MAX_BIT always has type UINTN (UINT64 aka "unsigned long long" on 64-bit
platforms, and UINT32 aka "unsigned int" on 32-bit platforms). This
means that ENCODE_ERROR results in a UINTN, right now.

After the change, it would always result in a UINT64. I think that could
be a problem for 32-bit platforms, especially if you push open-coded
RETURN_xxx status codes to the stack, for example for printing with
"%r". Pushing a UINT64 arg instead of a UINT32 arg through the ellipsis
(...) might throw off the rest of the argument processing.

So, I wouldn't recommend this change.
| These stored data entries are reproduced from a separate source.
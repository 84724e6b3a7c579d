//! Concurrent task runner.
//!
//! Runs a batch of tasks in parallel under a shared child context. The first
//! failure cancels that context so the siblings can stop; once every task has
//! returned the context is cancelled benignly. The runner returns as soon as
//! the context is done, so tasks that ignore cancellation are left running in
//! the background rather than awaited.

use std::any::Any;

use tokio::task::JoinSet;

use crate::error::Error;
use crate::lifecycle::context::Context;
use crate::lifecycle::Task;
use crate::observability::metrics;

/// Which phase a batch of tasks belongs to; used for logging and metrics.
#[derive(Debug, Clone, Copy, PartialEq, Eq)]
pub enum Phase {
    Main,
    Shutdown,
}

impl Phase {
    /// Label used in log fields and metric labels.
    pub fn as_str(&self) -> &'static str {
        match self {
            Phase::Main => "main",
            Phase::Shutdown => "shutdown",
        }
    }
}

/// Run `tasks` concurrently and return the first real failure.
///
/// Benign cancellations (every task finished, or `parent` was cancelled
/// without a failure) yield `Ok(())`. A deadline on `parent` is reported as
/// [`Error::DeadlineExceeded`].
pub async fn run_tasks(parent: &Context, tasks: Vec<Task>, phase: Phase) -> Result<(), Error> {
    if tasks.is_empty() {
        return Ok(());
    }

    let ctx = parent.child();
    let mut set = JoinSet::new();

    tracing::debug!(phase = phase.as_str(), tasks = tasks.len(), "Starting tasks");

    for task in tasks {
        let task_ctx = ctx.clone();
        set.spawn(async move {
            if let Err(err) = task(task_ctx.clone()).await {
                tracing::debug!(phase = phase.as_str(), error = %err, "Task failed");
                metrics::record_task_failure(phase.as_str());
                task_ctx.cancel_with(Error::task(err));
            }
        });
    }

    // Supervise the set in the background so this call can return as soon
    // as the context is cancelled.
    let supervisor = ctx.clone();
    tokio::spawn(async move {
        while let Some(joined) = set.join_next().await {
            if let Err(join_err) = joined {
                if join_err.is_panic() {
                    let message = panic_message(join_err.into_panic());
                    tracing::error!(phase = phase.as_str(), panic = %message, "Task panicked");
                    metrics::record_task_failure(phase.as_str());
                    supervisor.cancel_with(Error::Panicked { message });
                }
            }
        }
        supervisor.cancel();
    });

    ctx.cancelled().await;

    match ctx.error() {
        Some(err) => Err(err),
        None => Ok(()),
    }
}

fn panic_message(payload: Box<dyn Any + Send>) -> String {
    if let Some(message) = payload.downcast_ref::<&str>() {
        (*message).to_string()
    } else if let Some(message) = payload.downcast_ref::<String>() {
        message.clone()
    } else {
        "unknown panic payload".to_string()
    }
}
What is the exact motivation for it?

>  /**
>    Produces a RETURN_STATUS code with the highest bit clear.
> @@ -1221,7 +1221,7 @@ typedef UINTN RETURN_STATUS;
>    @return A 16-bit value built from the two ASCII characters specified by A and B.
>  
>  **/
> -#define SIGNATURE_16(A, B)        ((A) | (B << 8))
> +#define SIGNATURE_16(A, B)        ((UINT16)(A) | (UINT16)((UINT16)(B) << 8U))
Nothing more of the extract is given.